| WORK REQUEST |
Reproduce the line containing "compact JSON line." and every line after it through the end of the records. Include nothing else.

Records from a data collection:
########################################

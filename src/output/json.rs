use serde::Serialize;

use crate::error::AppResult;

/// Prints `value` as one compact JSON line.
pub fn print<T: Serialize>(value: &T) -> AppResult<()> {
    let payload = serde_json::to_string(value)?;
    println!("{payload}");
    Ok(())
}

########################################

| EXPECTED ANSWER |
/// Prints `value` as one compact JSON line.
pub fn print<T: Serialize>(value: &T) -> AppResult<()> {
    let payload = serde_json::to_string(value)?;
    println!("{payload}");
    Ok(())
}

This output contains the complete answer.